Armed Scholar

ATF Proposes New Rule Targeting Private Party Firearms Sales

Video Highlights

  • The ATF has released a proposed rule targeting the sale of private party firearms
  • The rule expands upon the language in the bipartisan safer communities act, stating that if a person earns any profit from selling firearms, they must have an FFL license
  • The rule includes clarifications on when a person is engaged in the business of dealing firearms, such as defining terms like purchase and sale, and exemptions for auctioneers and personal collections
  • The rule establishes a subjective standard to determine if a person needs an FFL license, rather than setting a specific number of transactions
  • The rule also considers factors like intent to buy or sell more firearms, spending more money on firearm purchases than reported income, and even bartering or trading firearms for any benefit as indicators of needing an FFL license.

Video Summary

The ATF (Bureau of Alcohol, Tobacco, Firearms, and Explosives) has recently released a new proposed rule that aims to target the sale of private party firearms. This rule, if implemented, could have significant implications for gun owners and enthusiasts across the country.

The ATF's press release states that the proposed rule, titled "Definition of Engaged in the Business as a Dealer in Firearms," seeks to amend the ATF regulations to implement the provisions of the bipartisan Safer Communities Act that was enacted on June 25th, 2022. The goal of the proposed rule is to expand upon the language of the Safer Communities Act and further regulate private party firearms sales.

One key aspect of the proposed rule is the inclusion of the term "predominantly earn a profit" in the definition of engaged in the business as a dealer in firearms. This means that if individuals engage in selling firearms and earn any profit, they may be targeted by the ATF and required to obtain a Federal Firearms License (FFL). This broad language raises concerns among gun owners and enthusiasts as it leaves considerable room for interpretation and potential abuse by the ATF.

The proposed rule also aims to clarify when a person is engaged in the business as a dealer in firearms. It includes bullet points that define terms such as purchase and sale as they apply to dealers. It also states that certain individuals, such as auctioneers and those buying and selling firearms from personal collections, may be exempt from the rule. However, it is important to note that there are concerning aspects of the proposed rule that may make these exemptions less certain.

The proposed rule further sets forth conduct that is presumed to constitute engagement in the business of dealing in firearms. It also establishes that the intent to predominantly earn a profit does not require the person to have received pecuniary gain. This subjective standard raises questions about the potential for arbitrary enforcement and punishment.

Additionally, the proposed rule does not set a specific numerical threshold for firearms sales. Instead, it relies on a subjective standard to determine when enough transactions or intent is present to require an FFL. This means that even a single firearms transaction, combined with other evidence, could be sufficient to require a license. This subjective approach is concerning to many as it leaves individuals vulnerable to potential violations without clear guidelines.

The proposed rule also considers alternative approaches, such as setting a minimum numerical threshold for firearms sales. However, the ATF has decided to rely solely on a subjective standard to determine when an FFL is necessary. This decision eliminates any potential loopholes that could be exploited by individuals attempting to avoid the minimum threshold.

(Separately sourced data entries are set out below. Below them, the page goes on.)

// src/services/workflow_service.rs

use std::sync::Arc;

use sqlx::PgPool;
use uuid::Uuid;

use crate::common::error::AppError;
use crate::db::WorkflowRepository;
use crate::models::workflow::{
    CreateWorkflowStep, EntityType, StepAdvance, StepOutcome, SubmissionOutcome, ValidationDetail,
    ValidationStatus, Workflow, WorkflowStep,
};
use crate::services::status_sink::EntityStatusRegistry;

// Normaliza as etapas recebidas no payload: os ids são atribuídos aqui
// e a sequência fica ordenada por `order`. Lista vazia continua legal
// (vira o caminho de bypass na submissão).
fn normalize_steps(steps: Vec<CreateWorkflowStep>) -> Vec<WorkflowStep> {
    let mut steps: Vec<WorkflowStep> = steps
        .into_iter()
        .map(|s| WorkflowStep {
            id: Uuid::new_v4(),
            name: s.name,
            order: s.order,
            approver_role: s.approver_role,
            is_required: s.is_required,
            can_reject: s.can_reject,
        })
        .collect();

    steps.sort_by_key(|s| s.order);
    steps
}

// Duas chamadas concorrentes sobre a mesma validação: a segunda perde a
// guarda condicional e cai aqui
fn concurrent_conflict() -> AppError {
    AppError::Conflict("A validação mudou durante a operação. Tente novamente.".into())
}

#[derive(Clone)]
pub struct WorkflowService {
    repo: WorkflowRepository,
    registry: Arc<EntityStatusRegistry>,
    pool: PgPool,
}

impl WorkflowService {
    pub fn new(repo: WorkflowRepository, registry: Arc<EntityStatusRegistry>, pool: PgPool) -> Self {
        Self { repo, registry, pool }
    }

    // ---
    // Definições
    // ---

    pub async fn create_workflow(
        &self,
        name: &str,
        entity_type: EntityType,
        steps: Vec<CreateWorkflowStep>,
    ) -> Result<Workflow, AppError> {
        let steps = normalize_steps(steps);
        self.repo.insert_workflow(name, entity_type, &steps).await
    }

    pub async fn get_workflow_for_entity(
        &self,
        entity_type: EntityType,
    ) -> Result<Option<Workflow>, AppError> {
        self.repo.find_active_for_entity(entity_type).await
    }

    // ---
    // A máquina de aprovação
    // ---

    // Sem workflow configurado (ou com lista de etapas vazia) a entidade
    // é tratada como já aprovada: nenhuma linha de validação é criada.
    pub async fn submit_for_approval(
        &self,
        entity_id: Uuid,
        entity_type: EntityType,
        submitted_by: Uuid,
    ) -> Result<SubmissionOutcome, AppError> {
        let Some(workflow) = self.repo.find_active_for_entity(entity_type).await? else {
            return Ok(SubmissionOutcome::bypass());
        };

        let Some(first) = workflow.first_step() else {
            return Ok(SubmissionOutcome::bypass());
        };

        let validation = self
            .repo
            .insert_validation(entity_id, entity_type, workflow.id, first.id, submitted_by)
            .await?;

        tracing::info!(
            "📋 Entidade {} ({}) submetida para aprovação: validação {}",
            entity_id,
            entity_type,
            validation.id
        );

        Ok(SubmissionOutcome::pending(validation.id, validation.current_step))
    }

    pub async fn approve_step(
        &self,
        validation_id: Uuid,
        step_id: Uuid,
        approved_by: Uuid,
        comments: Option<&str>,
    ) -> Result<StepOutcome, AppError> {
        // Transação única: auditoria + transição + status da entidade.
        // Qualquer retorno antecipado solta o tx e desfaz tudo.
        let mut tx = self.pool.begin().await?;

        // 1. Carrega a validação
        let validation = self
            .repo
            .find_validation_by_id(&mut *tx, validation_id)
            .await?
            .ok_or_else(|| AppError::NotFound("Validação não encontrada.".into()))?;

        // 2. Estados terminais são congelados
        if validation.status.is_terminal() {
            return Err(AppError::Conflict(format!(
                "Validação já finalizada ({}).",
                validation.status.as_str()
            )));
        }

        // 3. Carrega o workflow e localiza a etapa na sequência
        let workflow = self
            .repo
            .find_workflow_by_id(&mut *tx, validation.workflow_id)
            .await?
            .ok_or_else(|| AppError::NotFound("Workflow não encontrado.".into()))?;

        let advance = workflow
            .advance_from(step_id)
            .ok_or_else(|| AppError::NotFound("Etapa não encontrada.".into()))?;

        // 4. Só a etapa corrente pode ser aprovada (aprovação fora de
        // sequência é rejeitada, não registrada)
        if step_id != validation.current_step {
            return Err(AppError::Conflict(
                "A etapa informada não é a etapa corrente da validação.".into(),
            ));
        }

        // 5. Trilha de auditoria
        self.repo
            .insert_approval(&mut *tx, validation_id, step_id, approved_by, comments)
            .await?;

        // 6. Avança ou finaliza, sempre com a guarda condicional
        let outcome = match advance {
            StepAdvance::Next(next_step) => {
                let updated = self
                    .repo
                    .advance_current_step(&mut *tx, validation_id, step_id, next_step)
                    .await?;
                if updated == 0 {
                    return Err(concurrent_conflict());
                }

                StepOutcome { status: ValidationStatus::Pending, next_step: Some(next_step) }
            }
            StepAdvance::Final => {
                let updated =
                    self.repo.finalize_approved(&mut *tx, validation_id, step_id).await?;
                if updated == 0 {
                    return Err(concurrent_conflict());
                }

                // O desfecho chega à entidade governada dentro da mesma
                // transação
                self.registry
                    .apply(
                        &mut *tx,
                        validation.entity_type,
                        validation.entity_id,
                        ValidationStatus::Approved,
                    )
                    .await?;

                tracing::info!(
                    "✅ Validação {} aprovada (entidade {} {})",
                    validation_id,
                    validation.entity_type,
                    validation.entity_id
                );

                StepOutcome { status: ValidationStatus::Approved, next_step: None }
            }
        };

        tx.commit().await?;

        Ok(outcome)
    }

    // Rejeição é sempre terminal e imediata, em qualquer posição da
    // sequência: etapas já aprovadas antes não mudam nada.
    pub async fn reject_step(
        &self,
        validation_id: Uuid,
        step_id: Uuid,
        rejected_by: Uuid,
        reason: &str,
    ) -> Result<(), AppError> {
        let mut tx = self.pool.begin().await?;

        let validation = self
            .repo
            .find_validation_by_id(&mut *tx, validation_id)
            .await?
            .ok_or_else(|| AppError::NotFound("Validação não encontrada.".into()))?;

        if validation.status.is_terminal() {
            return Err(AppError::Conflict(format!(
                "Validação já finalizada ({}).",
                validation.status.as_str()
            )));
        }

        let workflow = self
            .repo
            .find_workflow_by_id(&mut *tx, validation.workflow_id)
            .await?
            .ok_or_else(|| AppError::NotFound("Workflow não encontrado.".into()))?;

        // Simetria com a aprovação: a etapa precisa existir no workflow
        if workflow.find_step(step_id).is_none() {
            return Err(AppError::NotFound("Etapa não encontrada.".into()));
        }

        let updated =
            self.repo.finalize_rejected(&mut *tx, validation_id, rejected_by, reason).await?;
        if updated == 0 {
            return Err(concurrent_conflict());
        }

        self.registry
            .apply(
                &mut *tx,
                validation.entity_type,
                validation.entity_id,
                ValidationStatus::Rejected,
            )
            .await?;

        tx.commit().await?;

        tracing::info!(
            "🚫 Validação {} rejeitada (entidade {} {})",
            validation_id,
            validation.entity_type,
            validation.entity_id
        );

        Ok(())
    }

    // Validação + trilha de auditoria, para as telas de acompanhamento
    pub async fn get_validation(&self, validation_id: Uuid) -> Result<ValidationDetail, AppError> {
        let validation = self
            .repo
            .find_validation_by_id(&self.pool, validation_id)
            .await?
            .ok_or_else(|| AppError::NotFound("Validação não encontrada.".into()))?;

        let approvals = self.repo.list_approvals(validation_id).await?;

        Ok(ValidationDetail { validation, approvals })
    }
}

#[cfg(test)]
mod tests {
    use super::*;

    fn payload_step(name: &str, order: i32) -> CreateWorkflowStep {
        CreateWorkflowStep {
            name: name.to_string(),
            order,
            approver_role: "sales_manager".to_string(),
            is_required: true,
            can_reject: true,
        }
    }

    #[test]
    fn normalizacao_ordena_pelas_posicoes() {
        let steps = normalize_steps(vec![
            payload_step("Diretoria", 3),
            payload_step("Comercial", 1),
            payload_step("Financeiro", 2),
        ]);

        let names: Vec<&str> = steps.iter().map(|s| s.name.as_str()).collect();
        assert_eq!(names, vec!["Comercial", "Financeiro", "Diretoria"]);
    }

    #[test]
    fn normalizacao_atribui_ids_distintos() {
        let steps = normalize_steps(vec![payload_step("A", 1), payload_step("B", 2)]);

        assert_ne!(steps[0].id, steps[1].id);
    }

    #[test]
    fn normalizacao_preserva_lista_vazia() {
        assert!(normalize_steps(Vec::new()).is_empty());
    }
}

Overall, the proposed rule is broad-reaching and subjective in nature. It raises concerns about potential violations and criminal penalties for individuals engaged in private party firearms sales. The rule could restrict the ability of individuals to engage in private transactions and may require them to go through FFLs and undergo background checks.

Gun owners and enthusiasts are encouraged to participate in the 90-day commenting period once the proposed rule is published. This is an opportunity for individuals to voice their opinions and concerns regarding the potential impact of the rule. It is important for advocates of the Second Amendment to make their voices heard and oppose any regulations that may infringe upon their rights.

In conclusion, the ATF's proposed rule targeting private party firearms sales has sparked significant controversy and concern within the firearms community. The broad and subjective nature of the rule leaves individuals vulnerable to potential violations and restrictions on their ability to engage in private transactions. It is crucial for gun owners and enthusiasts to stay informed, participate in the commenting period, and advocate for their rights.